To stare straight into the charred eyes of a dead woman.

“Blood,” she hissed. “Blood everywhere.”

White panic exploded in my brain.

“Blood,” she hissed again. Then her voice had changed, shifted into the voice of my mother. The raspy, rattling voice she’d had just before she coughed her last breath. . . . “You left me, Danny Boy. It’s your fault I died.”

Bile burned up my throat at those words, at that voice. How this ghost could speak with my mother’s tongue, I didn’t know . . . but I didn’t care. It was too real.

I had left my mother. It had been nine years, but I would never forget that wet, blood-filled sound of her final breaths. . . .

“You must pay, Danny Boy. You left me, and you must—”

Without thinking, I pitched my hammer at the ghost’s face.

It went right through her. She reached for me with spirit fingers, but her hand slipped through my chest with nothing more than a cold stab.

She yanked her arms back, and that’s when I started hollering—really shrieking—for someone to get me the hell out of the boiler.

And ever since then, even if it sometimes interrupted the Sadie Queen’s schedule, I had never, ever again cleaned the boilers at night.

And no one had really blamed me—not even Captain Cochran.

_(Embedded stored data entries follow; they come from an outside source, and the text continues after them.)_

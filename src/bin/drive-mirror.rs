//! drive-mirror CLI - mirror a cloud-drive folder tree through a browser.

#![warn(clippy::pedantic)]
#![warn(clippy::nursery)]

use std::env;

use drive_mirror::cli::{self, Command};

#[tokio::main]
async fn main() -> drive_mirror::Result<()> {
    env_logger::Builder::from_env(env_logger::Env::default().default_filter_or("warn")).init();

    let command = match cli::parse_args(env::args().skip(1)) {
        Ok(command) => command,
        Err(e) => {
            eprintln!("Error: {e}");
            eprintln!();
            cli::print_usage();
            std::process::exit(1);
        }
    };

    match command {
        Command::Help => {
            cli::print_usage();
            Ok(())
        }
        Command::Run(args) => cli::run(args).await,
    }
}
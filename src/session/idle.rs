//! Network-idle detection.
//!
//! A [`NetworkMonitor`] is attached to a tab before it navigates and keeps
//! counting in-flight requests for the tab's whole life. Waiting for idle then
//! sees requests that started long before the wait began.

use std::collections::HashSet;
use std::time::Duration;

use futures::{Stream, StreamExt};
use tokio::sync::watch;
use tokio::task::JoinHandle;

/// A request starting or ending on a page.
#[derive(Debug, Clone, PartialEq, Eq)]
pub enum NetworkActivity {
    Started(String),
    Finished(String),
}

/// Background counter of a page's in-flight requests.
#[derive(Debug)]
pub struct NetworkMonitor {
    in_flight: watch::Receiver<usize>,
    task: JoinHandle<()>,
}

impl NetworkMonitor {
    /// Starts counting requests reported by `activity`.
    pub fn spawn<S>(activity: S) -> Self
    where
        S: Stream<Item = NetworkActivity> + Send + Unpin + 'static,
    {
        let (tx, in_flight) = watch::channel(0);
        let task = tokio::spawn(track(activity, tx));
        Self { in_flight, task }
    }

    /// Requests currently in flight.
    #[must_use]
    pub fn in_flight(&self) -> usize {
        *self.in_flight.borrow()
    }

    /// Waits until no request has been in flight for a full `idle_time`.
    ///
    /// Any request starting during the quiet period restarts it. Returns
    /// `false` if the page does not go quiet within `timeout`. Once the
    /// activity stream has ended the page counts as idle.
    pub async fn wait_for_idle(&self, idle_time: Duration, timeout: Duration) -> bool {
        let mut in_flight = self.in_flight.clone();
        let quiet = async move {
            loop {
                let drained = in_flight.wait_for(|n| *n == 0).await.is_ok();
                if !drained {
                    return;
                }
                match tokio::time::timeout(idle_time, in_flight.changed()).await {
                    Err(_) | Ok(Err(_)) => return,
                    Ok(Ok(())) => {}
                }
            }
        };
        tokio::time::timeout(timeout, quiet).await.is_ok()
    }
}

impl Drop for NetworkMonitor {
    fn drop(&mut self) {
        self.task.abort();
    }
}

async fn track<S>(mut activity: S, tx: watch::Sender<usize>)
where
    S: Stream<Item = NetworkActivity> + Unpin,
{
    let mut pending: HashSet<String> = HashSet::new();
    while let Some(event) = activity.next().await {
        match event {
            NetworkActivity::Started(id) => {
                pending.insert(id);
            }
            NetworkActivity::Finished(id) => {
                pending.remove(&id);
            }
        }
        tx.send_replace(pending.len());
    }
}
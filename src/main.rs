use actix_cors::Cors;
use actix_web::{middleware::Logger, web, App, HttpServer};

use quizdrill_server::{app_state::AppState, config::Config, handlers::quiz_handler};

#[actix_web::main]
async fn main() -> std::io::Result<()> {
    dotenvy::dotenv().ok();
    env_logger::init();

    let config = Config::from_env();
    let host = config.web_server_host.clone();
    let port = config.web_server_port;

    let state = AppState::new(config)
        .await
        .expect("failed to initialize application state");

    log::info!("starting HTTP server on {}:{}", host, port);

    HttpServer::new(move || {
        App::new()
            .app_data(web::Data::new(state.clone()))
            .wrap(Logger::default())
            .wrap(Cors::permissive())
            .service(quiz_handler::list_subjects)
            .service(quiz_handler::configure_quiz)
            .service(quiz_handler::get_active_quiz)
            .service(quiz_handler::submit_quiz)
            .service(quiz_handler::get_results)
            .service(quiz_handler::user_progress)
    })
    .bind((host.as_str(), port))?
    .run()
    .await
}
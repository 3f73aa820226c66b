use chrono::{DateTime, Duration, Utc};
use serde::{Deserialize, Serialize};

use crate::models::domain::active_quiz::SubjectInfo;

/// How long a pending result stays retrievable.
pub const RESULT_TTL_MINUTES: i64 = 30;

#[derive(Clone, Debug, PartialEq, Eq, Deserialize, Serialize)]
pub struct QuestionResult {
    pub question: String,
    pub submitted: Vec<String>,
    pub correct: Vec<String>,
    pub is_correct: bool,
    pub is_unanswered: bool,
}

#[derive(Clone, Debug, PartialEq, Deserialize, Serialize)]
pub struct ResultDocument {
    pub score: f64,
    pub correct_count: usize,
    pub total_questions: usize,
    pub question_results: Vec<QuestionResult>,
    pub time_taken: f64,
    pub subject: SubjectInfo,
}

/// Ephemeral graded-result row, keyed by `(username, result_token)`.
/// A row past `expires_at` is logically gone even before it is physically
/// purged.
#[derive(Clone, Debug, PartialEq, Deserialize, Serialize)]
pub struct QuizResultState {
    pub username: String,
    pub result_token: String,
    pub results: ResultDocument,
    pub created_at: DateTime<Utc>,
    pub expires_at: DateTime<Utc>,
}

impl QuizResultState {
    pub fn new(username: &str, result_token: &str, results: ResultDocument) -> Self {
        let now = Utc::now();
        Self {
            username: username.to_string(),
            result_token: result_token.to_string(),
            results,
            created_at: now,
            expires_at: now + Duration::minutes(RESULT_TTL_MINUTES),
        }
    }

    pub fn is_expired(&self, now: DateTime<Utc>) -> bool {
        self.expires_at <= now
    }
}
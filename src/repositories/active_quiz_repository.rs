use async_trait::async_trait;
use mongodb::{
    bson::doc,
    options::{IndexOptions, ReplaceOptions},
    Collection, IndexModel,
};

use crate::{db::Database, errors::AppResult, models::domain::ActiveQuizState};

#[async_trait]
pub trait ActiveQuizRepository: Send + Sync {
    /// Saves the active quiz for a user, overwriting any existing row.
    /// The unique index on `username` enforces at most one per user.
    async fn upsert(&self, state: ActiveQuizState) -> AppResult<()>;
    async fn find_by_username(&self, username: &str) -> AppResult<Option<ActiveQuizState>>;
    /// Returns whether a row was actually deleted, so a caller could use
    /// this as a compare-and-delete claim step.
    async fn delete_by_username(&self, username: &str) -> AppResult<bool>;
}

pub struct MongoActiveQuizRepository {
    collection: Collection<ActiveQuizState>,
}

impl MongoActiveQuizRepository {
    pub fn new(db: &Database) -> Self {
        let collection = db.get_collection("active_quizzes");
        Self { collection }
    }

    pub async fn ensure_indexes(&self) -> AppResult<()> {
        let options = IndexOptions::builder()
            .unique(true)
            .name("username_unique".to_string())
            .build();
        let model = IndexModel::builder()
            .keys(doc! { "username": 1 })
            .options(options)
            .build();

        self.collection.create_index(model).await?;
        log::info!("Created unique index on active_quizzes.username");

        Ok(())
    }
}

#[async_trait]
impl ActiveQuizRepository for MongoActiveQuizRepository {
    async fn upsert(&self, state: ActiveQuizState) -> AppResult<()> {
        let filter = doc! { "username": &state.username };
        let options = ReplaceOptions::builder().upsert(true).build();

        self.collection
            .replace_one(filter, &state)
            .with_options(options)
            .await?;

        Ok(())
    }

    async fn find_by_username(&self, username: &str) -> AppResult<Option<ActiveQuizState>> {
        let state = self
            .collection
            .find_one(doc! { "username": username })
            .await?;
        Ok(state)
    }

    async fn delete_by_username(&self, username: &str) -> AppResult<bool> {
        let result = self
            .collection
            .delete_one(doc! { "username": username })
            .await?;
        Ok(result.deleted_count > 0)
    }
}
use std::sync::Arc;

use crate::{
    config::Config,
    db::Database,
    errors::AppResult,
    repositories::{
        MongoActiveQuizRepository, MongoQuizResultRepository, MongoSubjectRepository,
        MongoTestHistoryRepository, MongoUserProgressRepository,
    },
    services::{
        grading::GradingService, quiz_session::QuizSessionService, results::ResultService,
        subjects::SubjectService,
    },
};

#[derive(Clone)]
pub struct AppState {
    pub subjects: Arc<SubjectService>,
    pub sessions: Arc<QuizSessionService>,
    pub grading: Arc<GradingService>,
    pub results: Arc<ResultService>,
    pub config: Arc<Config>,
}

impl AppState {
    pub async fn new(config: Config) -> AppResult<Self> {
        let db = Database::connect(&config).await?;

        let subject_repository = Arc::new(MongoSubjectRepository::new(&db));
        subject_repository.ensure_indexes().await?;

        let progress_repository = Arc::new(MongoUserProgressRepository::new(&db));
        progress_repository.ensure_indexes().await?;

        let active_quiz_repository = Arc::new(MongoActiveQuizRepository::new(&db));
        active_quiz_repository.ensure_indexes().await?;

        let result_repository = Arc::new(MongoQuizResultRepository::new(&db));
        result_repository.ensure_indexes().await?;

        let history_repository = Arc::new(MongoTestHistoryRepository::new(&db));
        history_repository.ensure_indexes().await?;

        let subjects = Arc::new(SubjectService::new(
            subject_repository.clone(),
            &config.data_dir,
        ));
        subjects
            .seed_default(
                &config.default_subject_code,
                "Artificial Intelligence",
                "quiz_data.csv",
            )
            .await?;

        let sessions = Arc::new(QuizSessionService::new(
            progress_repository.clone(),
            active_quiz_repository.clone(),
        ));
        let grading = Arc::new(GradingService::new(
            progress_repository,
            history_repository,
            active_quiz_repository,
        ));
        let results = Arc::new(ResultService::new(result_repository));

        Ok(Self {
            subjects,
            sessions,
            grading,
            results,
            config: Arc::new(config),
        })
    }
}

#[cfg(test)]
mod tests {
    use super::*;

    #[test]
    fn test_app_state_is_cloneable() {
        fn assert_clone<T: Clone>() {}
        assert_clone::<AppState>();
    }
}
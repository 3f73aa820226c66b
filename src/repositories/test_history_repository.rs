use async_trait::async_trait;
use futures::TryStreamExt;
use mongodb::{
    bson::doc,
    options::{FindOptions, IndexOptions},
    Collection, IndexModel,
};

use crate::{db::Database, errors::AppResult, models::domain::TestHistoryRecord};

/// Append-only store. There is deliberately no update or delete here: the
/// history is the audit trail.
#[async_trait]
pub trait TestHistoryRepository: Send + Sync {
    async fn insert(&self, record: TestHistoryRecord) -> AppResult<()>;
    /// Most recent first.
    async fn find_by_username(&self, username: &str) -> AppResult<Vec<TestHistoryRecord>>;
}

pub struct MongoTestHistoryRepository {
    collection: Collection<TestHistoryRecord>,
}

impl MongoTestHistoryRepository {
    pub fn new(db: &Database) -> Self {
        let collection = db.get_collection("test_history");
        Self { collection }
    }

    pub async fn ensure_indexes(&self) -> AppResult<()> {
        let model = IndexModel::builder()
            .keys(doc! { "username": 1, "completed_at": -1 })
            .options(
                IndexOptions::builder()
                    .name("user_completed".to_string())
                    .build(),
            )
            .build();

        self.collection.create_index(model).await?;
        log::info!("Created index on test_history (username, completed_at)");

        Ok(())
    }
}

#[async_trait]
impl TestHistoryRepository for MongoTestHistoryRepository {
    async fn insert(&self, record: TestHistoryRecord) -> AppResult<()> {
        self.collection.insert_one(&record).await?;
        Ok(())
    }

    async fn find_by_username(&self, username: &str) -> AppResult<Vec<TestHistoryRecord>> {
        let options = FindOptions::builder()
            .sort(doc! { "completed_at": -1 })
            .build();

        let cursor = self
            .collection
            .find(doc! { "username": username })
            .with_options(options)
            .await?;
        let records: Vec<TestHistoryRecord> = cursor.try_collect().await?;
        Ok(records)
    }
}
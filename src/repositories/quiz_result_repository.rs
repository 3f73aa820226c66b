use async_trait::async_trait;
use mongodb::{bson::doc, options::IndexOptions, Collection, IndexModel};

use crate::{db::Database, errors::AppResult, models::domain::QuizResultState};

#[async_trait]
pub trait QuizResultRepository: Send + Sync {
    async fn insert(&self, state: QuizResultState) -> AppResult<()>;
    async fn find_by_user_and_token(
        &self,
        username: &str,
        result_token: &str,
    ) -> AppResult<Option<QuizResultState>>;
    /// Idempotent: deleting an absent row is a no-op.
    async fn delete_by_user_and_token(&self, username: &str, result_token: &str)
        -> AppResult<()>;
}

pub struct MongoQuizResultRepository {
    collection: Collection<QuizResultState>,
}

impl MongoQuizResultRepository {
    pub fn new(db: &Database) -> Self {
        let collection = db.get_collection("quiz_results");
        Self { collection }
    }

    pub async fn ensure_indexes(&self) -> AppResult<()> {
        let token_index = IndexModel::builder()
            .keys(doc! { "result_token": 1 })
            .options(
                IndexOptions::builder()
                    .unique(true)
                    .name("result_token_unique".to_string())
                    .build(),
            )
            .build();

        let user_token_index = IndexModel::builder()
            .keys(doc! { "username": 1, "result_token": 1 })
            .options(
                IndexOptions::builder()
                    .name("user_token".to_string())
                    .build(),
            )
            .build();

        self.collection.create_index(token_index).await?;
        self.collection.create_index(user_token_index).await?;
        log::info!("Created indexes for quiz_results collection");

        Ok(())
    }
}

#[async_trait]
impl QuizResultRepository for MongoQuizResultRepository {
    async fn insert(&self, state: QuizResultState) -> AppResult<()> {
        self.collection.insert_one(&state).await?;
        Ok(())
    }

    async fn find_by_user_and_token(
        &self,
        username: &str,
        result_token: &str,
    ) -> AppResult<Option<QuizResultState>> {
        let state = self
            .collection
            .find_one(doc! { "username": username, "result_token": result_token })
            .await?;
        Ok(state)
    }

    async fn delete_by_user_and_token(
        &self,
        username: &str,
        result_token: &str,
    ) -> AppResult<()> {
        self.collection
            .delete_one(doc! { "username": username, "result_token": result_token })
            .await?;
        Ok(())
    }
}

When I crawled from the eighth boiler almost nine hours later, it was to the sound of boisterous hollers and the hum of other steamboats. The volume had been gradually growing until almost all of my senses were overcome by sound. All the tobacco and cotton would be loaded by now, and our new deckhands—the men who kept the ship running—would be hunkering down for the journey. Cochran couldn’t keep any deckhands longer than a trip or two—the nightmares and ghosts always scared ’em off. These days he was having to offer double wages to hire enough crew to get us to New Orleans and back.

It was then, as I sat there wiping my sweat and watching the deckhands get organized for departure, that I heard the familiar slow, scraping shuffle of an old man. “Striker,” Chief Engineer Murry shouted as he came toward me. I turned and looked at him. His eyes were permanently coated with a white film, and one was half closed—almost sewn shut by scar tissue. The skin was puckered and shiny on his forehead and beneath his eyes.

It sure looked as if Cochran had shoved Murry’s face in the furnace.

Murry’s half-blind eyes squinted, then he smiled. “Just who I was lookin’ for.” He beckoned me over, so biting back a sigh, I went.

“Sir?”

“Cap’n wants to see you.” The edge of his lip curled up. “You shouldn’t have done that, Striker. Mighty stupid of you.”

“Huh?” I reared back slightly. When Murry wore a smile like that, it only meant bad things ahead. “What did I do?”

“You know damned well.” He snickered, almost gleefully. “And by the Shadow of Death, it was stupid. Ha!” He gave a guttural laugh and clapped his big gnarled hands. “It’s nice to see someone else feel the captain’s wrath for a change.”